Título: Desaceleração indica fase de baixo crescimento global
Autor:
Fonte: Valor Econômico, 16/07/2010, Opinião, p. A10

A crise financeira global pode ter deixado como herança uma baixa taxa de crescimento nos principais países avançados, à qual os países emergentes terão de se adequar. Mesmo depois de três anos de crise, não é possível afirmar com certeza nem que a recuperação mundial está consolidada, nem que uma nova recessão está fora do horizonte. A economia europeia, e em especial a da zona do euro, continuará com taxas mínimas de expansão por um bom tempo, se a encrenca criada pela magnitude das dívidas soberanas não se agravar. Uma série de indicadores ruins indica que os EUA estão em desaceleração. O Federal Reserve Bank reduziu sua perspectiva de crescimento para a faixa de 3% a 3,5% e metade de seus diretores acredita que há boa possibilidade de ele ser menor que isso.
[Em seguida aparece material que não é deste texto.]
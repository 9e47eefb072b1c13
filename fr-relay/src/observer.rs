//! Frame size notifications

use std::fmt;

/// Stable identity of one relay, assigned at construction
#[derive(Debug, Clone, Copy, PartialEq, Eq, Hash, PartialOrd, Ord)]
pub struct RelayId(pub u32);

impl fmt::Display for RelayId {
    fn fmt(&self, f: &mut fmt::Formatter<'_>) -> fmt::Result {
        write!(f, "{}", self.0)
    }
}

/// Receives the dimensions of ingested frames
///
/// Called synchronously on the producer's thread from inside
/// `FrameRelay::ingest`; implementations must return quickly and must not
/// block, or they stall the decode pipeline.
pub trait FrameSizeObserver: Send + Sync {
    fn on_frame_size(&self, relay: RelayId, width: u32, height: u32);
}

impl<F> FrameSizeObserver for F
where
    F: Fn(RelayId, u32, u32) + Send + Sync,
{
    fn on_frame_size(&self, relay: RelayId, width: u32, height: u32) {
        self(relay, width, height)
    }
}
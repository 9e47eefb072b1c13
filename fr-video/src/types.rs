//! Format tags and colorspace enumerations

use std::fmt;

/// FourCC-style pixel format tag
///
/// Packed the same way libyuv packs its tags: first character in the low
/// byte. Tags are external configuration; only some map to a
/// [`PackedLayout`] this crate can write.
#[repr(transparent)]
#[derive(Clone, Copy, PartialEq, Eq, Hash)]
pub struct FourCc(pub u32);

impl FourCc {
    pub const ARGB: FourCc = FourCc::from_bytes(*b"ARGB");
    pub const BGRA: FourCc = FourCc::from_bytes(*b"BGRA");
    pub const ABGR: FourCc = FourCc::from_bytes(*b"ABGR");
    pub const RGBA: FourCc = FourCc::from_bytes(*b"RGBA");
    pub const I420: FourCc = FourCc::from_bytes(*b"I420");

    pub const fn from_bytes(tag: [u8; 4]) -> Self {
        FourCc(
            tag[0] as u32 | (tag[1] as u32) << 8 | (tag[2] as u32) << 16 | (tag[3] as u32) << 24,
        )
    }

    pub const fn to_bytes(self) -> [u8; 4] {
        self.0.to_le_bytes()
    }

    /// Packed layout for this tag, if it is one the converter writes
    pub fn layout(self) -> Option<PackedLayout> {
        match self {
            FourCc::ARGB => Some(PackedLayout::Argb),
            FourCc::BGRA => Some(PackedLayout::Bgra),
            FourCc::ABGR => Some(PackedLayout::Abgr),
            FourCc::RGBA => Some(PackedLayout::Rgba),
            _ => None,
        }
    }
}

impl fmt::Debug for FourCc {
    fn fmt(&self, f: &mut fmt::Formatter<'_>) -> fmt::Result {
        let bytes = self.to_bytes();
        if bytes.iter().all(|b| b.is_ascii_graphic()) {
            write!(f, "FourCc({})", String::from_utf8_lossy(&bytes))
        } else {
            write!(f, "FourCc({:#010x})", self.0)
        }
    }
}

impl fmt::Display for FourCc {
    fn fmt(&self, f: &mut fmt::Formatter<'_>) -> fmt::Result {
        fmt::Debug::fmt(self, f)
    }
}

/// Packed 32-bit pixel layouts
///
/// Named after the little-endian word, so `Argb` is stored B,G,R,A in memory.
#[repr(u32)]
#[derive(Debug, Clone, Copy, PartialEq, Eq)]
pub enum PackedLayout {
    Argb = 0, // memory: B G R A
    Bgra = 1, // memory: A R G B
    Abgr = 2, // memory: R G B A
    Rgba = 3, // memory: A B G R
}

/// Byte offset of each channel inside one packed pixel
#[derive(Debug, Clone, Copy, PartialEq, Eq)]
pub struct ChannelOffsets {
    pub r: usize,
    pub g: usize,
    pub b: usize,
    pub a: usize,
}

impl PackedLayout {
    pub const ALL: [PackedLayout; 4] = [
        PackedLayout::Argb,
        PackedLayout::Bgra,
        PackedLayout::Abgr,
        PackedLayout::Rgba,
    ];

    pub fn fourcc(self) -> FourCc {
        match self {
            PackedLayout::Argb => FourCc::ARGB,
            PackedLayout::Bgra => FourCc::BGRA,
            PackedLayout::Abgr => FourCc::ABGR,
            PackedLayout::Rgba => FourCc::RGBA,
        }
    }

    pub fn bytes_per_pixel(self) -> usize {
        4
    }

    pub fn offsets(self) -> ChannelOffsets {
        match self {
            PackedLayout::Argb => ChannelOffsets { r: 2, g: 1, b: 0, a: 3 },
            PackedLayout::Bgra => ChannelOffsets { r: 1, g: 2, b: 3, a: 0 },
            PackedLayout::Abgr => ChannelOffsets { r: 0, g: 1, b: 2, a: 3 },
            PackedLayout::Rgba => ChannelOffsets { r: 3, g: 2, b: 1, a: 0 },
        }
    }

    /// Pack one pixel
    #[inline(always)]
    pub fn pack(self, r: u8, g: u8, b: u8, a: u8) -> [u8; 4] {
        match self {
            PackedLayout::Argb => [b, g, r, a],
            PackedLayout::Bgra => [a, r, g, b],
            PackedLayout::Abgr => [r, g, b, a],
            PackedLayout::Rgba => [a, b, g, r],
        }
    }

    /// Unpack one pixel into (r, g, b, a)
    pub fn unpack(self, px: [u8; 4]) -> (u8, u8, u8, u8) {
        let o = self.offsets();
        (px[o.r], px[o.g], px[o.b], px[o.a])
    }
}

/// Colorspace enumeration
#[repr(u32)]
#[derive(Debug, Clone, Copy, PartialEq, Eq, Default)]
pub enum ColorSpace {
    #[default]
    Bt601 = 1, // SD
    Bt709 = 2, // HD
}

/// Color range enumeration
#[repr(u32)]
#[derive(Debug, Clone, Copy, PartialEq, Eq, Default)]
pub enum ColorRange {
    #[default]
    Partial = 1, // Limited range (16-235)
    Full = 2,    // Full range (0-255)
}
//! Synthetic I420 frames for tests, benches and pipeline bring-up
//!
//! Colors are given in RGB and encoded with BT.601 limited range. Chroma
//! for each 2x2 block is taken from its top-left pixel.

use crate::color::rgb_to_yuv_bt601;
use crate::error::Result;
use crate::frame::I420Buffer;

/// Build a frame from a per-pixel (Y, U, V) function
pub fn from_fn<F>(width: u32, height: u32, f: F) -> Result<I420Buffer>
where
    F: Fn(u32, u32) -> (u8, u8, u8),
{
    let mut buf = I420Buffer::new(width, height)?;
    let (cw, ch) = (buf.chroma_width(), buf.chroma_height());
    let (sy, su, sv) = (buf.stride_y(), buf.stride_u(), buf.stride_v());
    let (y_plane, u_plane, v_plane) = buf.planes_mut();

    for y in 0..height {
        for x in 0..width {
            y_plane[y as usize * sy + x as usize] = f(x, y).0;
        }
    }
    for y in 0..ch {
        for x in 0..cw {
            let (_, u, v) = f(x * 2, y * 2);
            u_plane[y as usize * su + x as usize] = u;
            v_plane[y as usize * sv + x as usize] = v;
        }
    }

    Ok(buf)
}

/// Single-color frame
pub fn solid(width: u32, height: u32, rgb: (u8, u8, u8)) -> Result<I420Buffer> {
    let yuv = rgb_to_yuv_bt601(rgb.0, rgb.1, rgb.2);
    from_fn(width, height, |_, _| yuv)
}

/// Checkerboard of `cell`-pixel squares, `a` in the top-left corner
pub fn checkerboard(
    width: u32,
    height: u32,
    cell: u32,
    a: (u8, u8, u8),
    b: (u8, u8, u8),
) -> Result<I420Buffer> {
    let cell = cell.max(1);
    let ya = rgb_to_yuv_bt601(a.0, a.1, a.2);
    let yb = rgb_to_yuv_bt601(b.0, b.1, b.2);
    from_fn(width, height, |x, y| {
        if ((x / cell) + (y / cell)) % 2 == 0 {
            ya
        } else {
            yb
        }
    })
}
Nesse cenário, há limites para a expansão, até agora exuberante, dos países emergentes.

O rápido ritmo de recuperação global ficou para trás. Após uma profunda recessão no mundo desenvolvido, as empresas refizeram seus estoques e trouxeram a economia de volta à tona. Os números apareceram com força no desempenho dos países ricos no último trimestre de 2009 e no primeiro de 2010. De lá para cá, em uma precisa sincronia, houve desaceleração, inclusive nos países emergentes. Os estoques tornaram-se elevados e foram cortados a uma velocidade superior ao do ritmo de vendas. Nos EUA, as vendas de varejo, em queda em maio e junho, tiveram alta de 4,8% em doze meses. No mesmo período, os estoques caíram 1,5%. O enfraquecimento simultâneo dos índices de gerentes de compra em vários países aponta que algo semelhante aconteceu em países europeus e asiáticos.

O próximo passo será adequar a escala de produção à de consumo em uma situação que já não é mais de uma crise aguda, mas que também não é mais a marcha acelerada de antes da crise. A adaptação a um período de menor crescimento levará tempo e as projeções do Fundo Monetário Internacional, que tem virtudes e defeitos de todas as previsões, indicam isso. A economia mundial crescerá menos em 2011, com expansão menor em todos os países relevantes, mesmo emergentes, com exceção da zona do euro, para a qual se prevê avanço de 1,3%, superior a 1% previsto para 2010. Os EUA crescerão abaixo dos 3% (2,9% ante 3,3% em 2010) e o Japão seguirá o mesmo caminho (1,8% e 2,4%), assim como China (9,6% e 10,5%) e Índia (8,4% e 9,4%). O Brasil mostra desaceleração mais forte, para 4,2%.

Nesta história, são os países desenvolvidos que continuarão em maus lençóis. China, Índia e Brasil, por exemplo, têm condições de aumentar significativamente o consumo doméstico, embora em graus diferentes. A China é uma potência exportadora e a desaceleração de seus principais mercados terá um impacto maior do que em economias mais fechadas, como a indiana e a brasileira. O mercado interno se tornará relevante porque o comércio internacional deve crescer menos, segundo o FMI - de 9% em 2010, para 6,3% no ano que vem. As importações dos países ricos avançarão 4,6%, ante 7,2% este ano e a diminuição do ritmo das compras externas dos emergentes será igualmente relevante, de 12,5% para 9,3%.

Um comércio internacional menos dinâmico é um problema maior para os EUA e boa parte dos países da zona do euro, excetuada a Alemanha, que precisam compensar o reduzido consumo interno com um impulso exportador. Isso é crucial para a economia americana, mas não vem ocorrendo. O déficit comercial dos EUA subiu 4,8% em maio e foi o maior desde novembro de 2008, de US$ 42,3 bilhões. Na contabilidade nacional, o comércio externo retirará pontos do PIB, quando o inverso precisaria ocorrer. E em um quase replay do mundo pré-crise, quase metade do déficit, US$ 20 bilhões, foi registrado com a China.

Para o Brasil, a fase de menor expansão global exige cautela. O saldo comercial deve cair cerca de 40% em 2010 e a performance, ao que tudo indica, só será melhor caso a economia sofra uma considerável freada, para a casa dos 4%, derrubando as importações. Ainda assim, as importações de todos os países crescerão mais devagar, enquanto as commodities, segundo o FMI, mostrarão queda de preços de 1,4% em 2011. A alta dos juros vai conter a expansão e, com isso, impedir a deterioração suplementar do saldo comercial. O elevado crescimento de 2010 continuará sendo, para o Brasil, um ponto fora da curva.